Deriving Entropy from Self-Information

In the last post Aliens and Self-Information we derived the formula for self-information

The self-information $I(x)$ of an event $x$ with probability $p(x)$ is defined as:

I(x) = -\log p(x)

It quantifies how surprising or informative an event is. Less probable events carry more information.

Entropy as Expected Value of Self-Information

Entropy $H(X)$ measures the average uncertainty or information content in a probability distribution $p(x)$ over all possible outcomes of a random variable $X$ . It is defined as the expected value of self-information:

H(X) = \mathbb{E}[I(x)]

Substituting $I(x) = -\log p(x)$ :

H(X) = \sum_{x \in \mathcal{X}} p(x) \cdot I(x)

H(X) = -\sum_{x \in \mathcal{X}} p(x) \log p(x)

Interpretation

The units depend on the base of the logarithm:

Base 2: Bits (common in information theory).
Base $e$ : Nats (used in natural sciences).

$H(X)$ is maximized when all outcomes are equally likely ( $p(x) = \frac{1}{|\mathcal{X}|}$ ).

Intuition

Self-information measures the surprise of an individual event.
Entropy aggregates this measure, weighted by the probability of each event.
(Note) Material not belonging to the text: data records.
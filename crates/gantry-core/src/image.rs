//! Container image references.

use std::fmt;
use std::str::FromStr;

use thiserror::Error;

/// Errors from parsing an image reference.
#[derive(Debug, Error, PartialEq, Eq)]
pub enum ImageError {
    /// Empty input.
    #[error("empty image reference")]
    Empty,

    /// A component of the reference is empty, e.g. `repo:` or `/repo`.
    #[error("invalid image reference: {0:?}")]
    Invalid(String),
}

/// A reference to a container image: `[registry/]repository[:tag]`.
///
/// The canonical string form produced by [`fmt::Display`] is what the
/// storage layer writes to `image.txt`.
#[derive(Debug, Clone, PartialEq, Eq)]
pub struct ImageRef {
    /// Registry host, when not the default registry.
    pub registry: Option<String>,
    /// Repository name, e.g. `remind101/acme-inc`.
    pub repository: String,
    /// Tag, when pinned to one.
    pub tag: Option<String>,
}

impl FromStr for ImageRef {
    type Err = ImageError;

    fn from_str(s: &str) -> Result<Self, Self::Err> {
        let s = s.trim();
        if s.is_empty() {
            return Err(ImageError::Empty);
        }

        // A leading component with a "." or ":" (port) is a registry
        // host; otherwise the whole prefix belongs to the repository.
        let (registry, rest) = match s.split_once('/') {
            Some((first, rest)) if first.contains('.') || first.contains(':') => {
                (Some(first.to_string()), rest)
            }
            _ => (None, s),
        };

        let (repository, tag) = match rest.rsplit_once(':') {
            Some((repo, tag)) => (repo.to_string(), Some(tag.to_string())),
            None => (rest.to_string(), None),
        };

        if repository.is_empty()
            || registry.as_deref() == Some("")
            || tag.as_deref() == Some("")
        {
            return Err(ImageError::Invalid(s.to_string()));
        }

        Ok(Self {
            registry,
            repository,
            tag,
        })
    }
}

impl fmt::Display for ImageRef {
    fn fmt(&self, f: &mut fmt::Formatter<'_>) -> fmt::Result {
        if let Some(registry) = &self.registry {
            write!(f, "{registry}/")?;
        }
        write!(f, "{}", self.repository)?;
        if let Some(tag) = &self.tag {
            write!(f, ":{tag}")?;
        }
        Ok(())
    }
}
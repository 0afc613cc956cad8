//! Versioned application-configuration store on top of a Git object API.
//!
//! Each release of an application is a directory of files committed to a
//! repository; the commit history of the application's `VERSION` file is
//! its release history. This crate provides:
//! - The [`GitApi`] capability trait the backing store must implement
//! - The configuration codec mapping apps to and from tree entries
//! - The [`Storage`] orchestrator: release creation, release history,
//!   and the application registry

mod api;
mod codec;
mod error;
pub mod path;
mod storage;

pub use api::{
    BLOB_MODE, CommitInfo, ContentFetcher, DirEntry, EntryKind, GitApi, GitApiError,
    GitApiResult, TreeEntry,
};
pub use codec::{FILE_ENV, FILE_IMAGE, FILE_SERVICES, FILE_VERSION};
pub use error::{StoreError, StoreResult};
pub use storage::Storage;
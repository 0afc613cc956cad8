//! Storage orchestration.
//!
//! [`Storage`] publishes releases by committing configuration files to
//! the backing repository and reconstructs applications and their
//! release history by reading those files back out of commits.

use chrono::Utc;
use gantry_core::{App, Release};
use tracing::{debug, info};

use crate::api::{AtRef, GitApi};
use crate::codec::{self, FILE_VERSION};
use crate::error::{StoreError, StoreResult};
use crate::path;

/// A versioned application-configuration store on top of a [`GitApi`].
///
/// Configuration lives under `base_path/<app name>/` on the target ref.
/// No mutual exclusion is performed over that ref: concurrent publishes
/// are arbitrated entirely by the backing store's merge primitive.
pub struct Storage<G> {
    api: G,
    base_path: String,
    reference: String,
}

impl<G: GitApi> Storage<G> {
    /// Creates a storage layer writing under `base_path` on `reference`.
    ///
    /// # Errors
    ///
    /// Returns [`StoreError::Config`] if `base_path` or `reference` is
    /// empty.
    pub fn new(
        api: G,
        base_path: impl Into<String>,
        reference: impl Into<String>,
    ) -> StoreResult<Self> {
        let base_path = base_path.into();
        let reference = reference.into();
        if base_path.is_empty() {
            return Err(StoreError::Config("base path must not be empty".to_string()));
        }
        if reference.is_empty() {
            return Err(StoreError::Config("target ref must not be empty".to_string()));
        }
        Ok(Self {
            api,
            base_path,
            reference,
        })
    }

    /// Publishes a new release of `app`.
    ///
    /// Commits the app's configuration files, version bumped by one, as
    /// a commit on top of the target ref's tip, then merges that commit
    /// into the ref. Roughly, in CLI terms:
    ///
    /// ```text
    /// > git checkout -b changes
    /// > touch VERSION app.env image.txt services.json
    /// > git commit -m "Description of the changes"
    /// > git checkout base-ref
    /// > git merge changes
    /// ```
    ///
    /// The input app is not modified; the bumped copy is carried by the
    /// returned [`Release`]. A failed attempt therefore leaves the
    /// caller's state untouched and is safe to retry from scratch — at
    /// worst an unreferenced commit object is left behind.
    ///
    /// # Errors
    ///
    /// Any step failing aborts the whole operation; nothing is retried.
    pub fn releases_create(&self, app: &App, description: &str) -> StoreResult<Release> {
        let mut app = app.clone();
        app.version += 1;

        // Tip of the ref we want to update; base for our changes.
        let tip = self
            .api
            .resolve_ref(&self.reference)
            .map_err(|source| StoreError::ResolveRef {
                reference: self.reference.clone(),
                source,
            })?;
        let last_commit = self
            .api
            .commit(&tip)
            .map_err(|source| StoreError::GetCommit {
                sha: tip.clone(),
                source,
            })?;
        debug!(reference = %self.reference, tip = %tip, "resolved target ref");

        // Serialization failures surface here, before anything is written.
        let entries = codec::tree_entries(&self.base_path, &app)?;

        let tree = self
            .api
            .create_tree(&last_commit.tree, &entries)
            .map_err(StoreError::CreateTree)?;
        let commit = self
            .api
            .create_commit(description, &tree, std::slice::from_ref(&tip))
            .map_err(StoreError::CreateCommit)?;
        debug!(commit = %commit, entries = entries.len(), "created release commit");

        self.api
            .merge(&self.reference, &commit)
            .map_err(|source| StoreError::Merge {
                head: commit.clone(),
                reference: self.reference.clone(),
                source,
            })?;

        info!(app = %app.name, version = app.version, "created release");

        Ok(Release {
            app,
            description: description.to_string(),
            created_at: Utc::now(),
        })
    }

    /// Returns the release history of the named application, most
    /// recent first.
    ///
    /// Walks the commits that touched the app's `VERSION` file and
    /// decodes the full configuration as of each commit, pinned to that
    /// commit's SHA so every file of one release comes from the same
    /// snapshot. One decode costs several reads; history length drives
    /// the total.
    pub fn releases(&self, app_name: &str) -> StoreResult<Vec<Release>> {
        let version_path = path::join(&self.base_path, &[app_name, FILE_VERSION]);
        let commits = self.api.commits_touching(&self.reference, &version_path)?;
        debug!(app = %app_name, commits = commits.len(), "walking release history");

        let mut releases = Vec::with_capacity(commits.len());
        for commit in commits {
            let fetcher = self.contents_at(commit.sha.clone());
            let app = codec::load_app(&fetcher, app_name)?;
            releases.push(Release {
                app,
                description: commit.message,
                created_at: commit.committer_date,
            });
        }

        Ok(releases)
    }

    /// Lists applications, optionally filtered by exact name.
    ///
    /// Every immediate subdirectory of the base path is an application;
    /// only the name is populated.
    pub fn apps(&self, name: Option<&str>) -> StoreResult<Vec<App>> {
        let listing = self.api.read_dir(&self.reference, &self.base_path)?;

        let mut apps: Vec<App> = listing
            .into_iter()
            .filter(|entry| entry.kind == crate::api::EntryKind::Dir)
            .map(|entry| App::new(entry.name))
            .collect();

        if let Some(name) = name {
            apps.retain(|app| app.name == name);
        }

        Ok(apps)
    }

    /// Finds one application by name and loads its full configuration
    /// as of the target ref's current state.
    ///
    /// # Errors
    ///
    /// Returns [`StoreError::NotFound`] if no application matches.
    pub fn apps_find(&self, name: &str) -> StoreResult<App> {
        let apps = self.apps(Some(name))?;
        let Some(app) = apps.into_iter().next() else {
            return Err(StoreError::NotFound(name.to_string()));
        };

        let fetcher = self.contents_at(self.reference.clone());
        codec::load_app(&fetcher, &app.name)
    }

    /// Destroying applications is not supported by this store.
    pub fn apps_destroy(&self, _app: &App) -> StoreResult<()> {
        Err(StoreError::NotImplemented("apps destroy"))
    }

    /// Finding a release directly by identity is not supported; use
    /// [`Storage::releases`].
    pub fn releases_find(&self, _app_name: &str, _version: u32) -> StoreResult<Release> {
        Err(StoreError::NotImplemented("releases find"))
    }

    /// Resetting would rewrite repository history; refused.
    pub fn reset(&self) -> StoreResult<()> {
        Err(StoreError::NotImplemented("reset"))
    }

    /// The store holds no connections of its own; always healthy.
    pub fn is_healthy(&self) -> StoreResult<()> {
        Ok(())
    }

    /// Builds a content fetcher pinned to `reference`, which may be the
    /// target ref or a specific commit SHA.
    fn contents_at(&self, reference: String) -> AtRef<'_, G> {
        AtRef::new(&self.api, &self.base_path, reference)
    }
}
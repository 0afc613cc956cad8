//! Store error types.

use thiserror::Error;

use crate::api::GitApiError;

/// Storage-layer errors.
///
/// Remote failures keep the operation and identifying ref/SHA they
/// occurred under; decode failures name the offending path. Not-found
/// and not-implemented are distinct variants so callers can map them to
/// 404- and 501-equivalent responses instead of a blanket 500.
#[derive(Debug, Error)]
pub enum StoreError {
    /// Resolving the target ref failed.
    #[error("get {reference:?} ref: {source}")]
    ResolveRef {
        /// The ref being resolved.
        reference: String,
        /// Underlying API error.
        source: GitApiError,
    },

    /// Fetching a commit object failed.
    #[error("get commit {sha:?}: {source}")]
    GetCommit {
        /// The commit being fetched.
        sha: String,
        /// Underlying API error.
        source: GitApiError,
    },

    /// Serializing application state into tree entries failed.
    #[error("generating tree entries: {0}")]
    Encode(String),

    /// Creating the tree object failed.
    #[error("creating tree: {0}")]
    CreateTree(#[source] GitApiError),

    /// Creating the commit object failed.
    #[error("creating commit: {0}")]
    CreateCommit(#[source] GitApiError),

    /// Merging the release commit into the target ref failed.
    #[error("merging {head:?} into {reference:?}: {source}")]
    Merge {
        /// The commit that was to be published.
        head: String,
        /// The target ref.
        reference: String,
        /// Underlying API error.
        source: GitApiError,
    },

    /// A stored file is missing or cannot be decoded.
    #[error("decoding {path:?}: {reason}")]
    Decode {
        /// Path of the offending file.
        path: String,
        /// What went wrong.
        reason: String,
    },

    /// No application matched the query.
    #[error("app not found: {0}")]
    NotFound(String),

    /// The operation is not supported by this store.
    #[error("{0} not implemented")]
    NotImplemented(&'static str),

    /// The store was constructed with invalid settings.
    #[error("invalid store configuration: {0}")]
    Config(String),

    /// Any other API failure, e.g. from a listing call.
    #[error(transparent)]
    Api(#[from] GitApiError),
}

/// Result type for store operations.
pub type StoreResult<T> = Result<T, StoreError>;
Events with higher probabilities contribute less to entropy because they are less surprising.

Examples:

If $p(x) = 1$ (certainty), $I(x) = 0$ , and $H(X) = 0$ .
If $p(x)$ is uniform, $H(X)$ is maximized because uncertainty is highest.

This derivation links the concept of individual surprise (self-information) to the broader idea of total uncertainty in a system (entropy).